How to complete this task: From the listing below, return each line that includes "None".

Entries shown:
- Opening Delimiter -
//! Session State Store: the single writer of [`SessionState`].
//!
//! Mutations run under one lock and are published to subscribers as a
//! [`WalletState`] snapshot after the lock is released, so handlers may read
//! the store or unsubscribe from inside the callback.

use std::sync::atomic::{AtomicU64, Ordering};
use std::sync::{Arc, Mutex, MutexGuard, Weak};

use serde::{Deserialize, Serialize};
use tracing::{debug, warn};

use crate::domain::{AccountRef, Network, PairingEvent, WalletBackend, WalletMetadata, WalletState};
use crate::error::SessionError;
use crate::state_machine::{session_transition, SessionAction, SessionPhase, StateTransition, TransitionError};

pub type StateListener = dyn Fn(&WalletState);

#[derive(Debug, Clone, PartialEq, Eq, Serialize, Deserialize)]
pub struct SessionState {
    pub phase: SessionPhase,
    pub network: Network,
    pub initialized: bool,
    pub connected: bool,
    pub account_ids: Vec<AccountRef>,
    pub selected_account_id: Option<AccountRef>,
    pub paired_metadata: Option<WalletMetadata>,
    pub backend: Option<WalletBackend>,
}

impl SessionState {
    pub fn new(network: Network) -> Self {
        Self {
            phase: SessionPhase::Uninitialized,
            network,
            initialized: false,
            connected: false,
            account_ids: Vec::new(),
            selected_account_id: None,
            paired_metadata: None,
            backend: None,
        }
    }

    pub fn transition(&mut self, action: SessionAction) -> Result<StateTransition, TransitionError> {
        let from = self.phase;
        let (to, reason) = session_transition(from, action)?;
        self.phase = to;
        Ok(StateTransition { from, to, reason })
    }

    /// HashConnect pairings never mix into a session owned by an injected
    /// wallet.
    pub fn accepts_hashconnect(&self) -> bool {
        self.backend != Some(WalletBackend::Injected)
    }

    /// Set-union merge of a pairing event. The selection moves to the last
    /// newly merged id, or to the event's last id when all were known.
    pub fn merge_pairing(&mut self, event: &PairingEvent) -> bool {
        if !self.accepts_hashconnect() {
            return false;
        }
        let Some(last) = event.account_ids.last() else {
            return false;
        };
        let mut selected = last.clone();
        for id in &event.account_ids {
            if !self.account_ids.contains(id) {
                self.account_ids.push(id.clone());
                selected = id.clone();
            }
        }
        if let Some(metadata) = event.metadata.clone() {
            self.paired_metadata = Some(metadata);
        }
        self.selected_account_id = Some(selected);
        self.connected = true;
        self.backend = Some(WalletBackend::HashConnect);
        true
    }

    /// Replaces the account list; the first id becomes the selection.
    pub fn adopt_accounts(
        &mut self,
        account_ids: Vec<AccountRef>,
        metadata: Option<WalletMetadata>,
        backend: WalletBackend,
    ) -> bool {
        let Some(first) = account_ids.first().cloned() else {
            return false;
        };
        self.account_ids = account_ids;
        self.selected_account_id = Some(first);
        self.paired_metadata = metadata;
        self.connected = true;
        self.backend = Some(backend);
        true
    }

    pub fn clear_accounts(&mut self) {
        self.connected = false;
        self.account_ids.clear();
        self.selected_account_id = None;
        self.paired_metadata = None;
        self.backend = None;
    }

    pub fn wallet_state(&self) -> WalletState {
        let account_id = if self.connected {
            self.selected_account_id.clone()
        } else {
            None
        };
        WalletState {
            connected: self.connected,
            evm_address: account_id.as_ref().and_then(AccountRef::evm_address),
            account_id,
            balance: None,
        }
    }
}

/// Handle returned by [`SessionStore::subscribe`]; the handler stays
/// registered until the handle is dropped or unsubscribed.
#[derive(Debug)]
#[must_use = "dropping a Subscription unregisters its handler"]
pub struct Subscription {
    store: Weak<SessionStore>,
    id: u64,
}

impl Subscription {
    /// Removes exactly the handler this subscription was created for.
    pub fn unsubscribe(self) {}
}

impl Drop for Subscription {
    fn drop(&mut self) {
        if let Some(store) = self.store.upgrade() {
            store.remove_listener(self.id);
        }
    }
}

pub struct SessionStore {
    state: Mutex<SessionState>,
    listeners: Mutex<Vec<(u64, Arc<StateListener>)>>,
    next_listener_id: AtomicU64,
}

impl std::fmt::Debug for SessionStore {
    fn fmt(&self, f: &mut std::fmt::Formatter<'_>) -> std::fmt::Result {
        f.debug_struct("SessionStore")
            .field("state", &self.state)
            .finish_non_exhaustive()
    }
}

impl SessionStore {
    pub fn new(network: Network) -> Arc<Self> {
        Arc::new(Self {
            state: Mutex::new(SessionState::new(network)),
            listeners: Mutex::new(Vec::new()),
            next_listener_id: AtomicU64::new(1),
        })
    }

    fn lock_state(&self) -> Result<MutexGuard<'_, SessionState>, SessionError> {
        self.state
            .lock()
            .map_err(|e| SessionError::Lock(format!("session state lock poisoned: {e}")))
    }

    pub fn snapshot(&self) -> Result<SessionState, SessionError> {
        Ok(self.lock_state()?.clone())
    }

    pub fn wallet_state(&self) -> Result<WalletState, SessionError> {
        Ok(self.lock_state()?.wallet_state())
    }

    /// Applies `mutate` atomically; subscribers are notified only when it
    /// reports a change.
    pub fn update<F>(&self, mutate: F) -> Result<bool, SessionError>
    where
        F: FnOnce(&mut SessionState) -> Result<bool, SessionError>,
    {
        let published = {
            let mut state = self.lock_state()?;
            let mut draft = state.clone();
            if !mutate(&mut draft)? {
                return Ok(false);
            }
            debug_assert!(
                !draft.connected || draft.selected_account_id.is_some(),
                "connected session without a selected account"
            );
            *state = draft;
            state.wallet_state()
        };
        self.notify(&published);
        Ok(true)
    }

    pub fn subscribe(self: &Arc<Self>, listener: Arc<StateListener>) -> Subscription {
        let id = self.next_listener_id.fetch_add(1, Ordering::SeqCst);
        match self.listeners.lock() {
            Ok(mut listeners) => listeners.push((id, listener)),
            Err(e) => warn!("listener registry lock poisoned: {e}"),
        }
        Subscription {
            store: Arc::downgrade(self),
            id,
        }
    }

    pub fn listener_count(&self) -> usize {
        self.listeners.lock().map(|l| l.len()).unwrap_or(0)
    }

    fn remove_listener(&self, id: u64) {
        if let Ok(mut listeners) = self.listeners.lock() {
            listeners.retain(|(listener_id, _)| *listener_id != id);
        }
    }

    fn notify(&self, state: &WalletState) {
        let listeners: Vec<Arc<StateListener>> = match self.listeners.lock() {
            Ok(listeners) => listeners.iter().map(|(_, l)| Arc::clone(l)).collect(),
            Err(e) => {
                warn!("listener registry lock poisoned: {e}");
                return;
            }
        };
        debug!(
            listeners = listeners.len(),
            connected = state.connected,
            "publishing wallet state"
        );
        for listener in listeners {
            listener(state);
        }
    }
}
- Closing Delimiter -
Task result:
            selected_account_id: None,
            paired_metadata: None,
            backend: None,
        self.selected_account_id = None;
        self.paired_metadata = None;
        self.backend = None;
            None
            balance: None,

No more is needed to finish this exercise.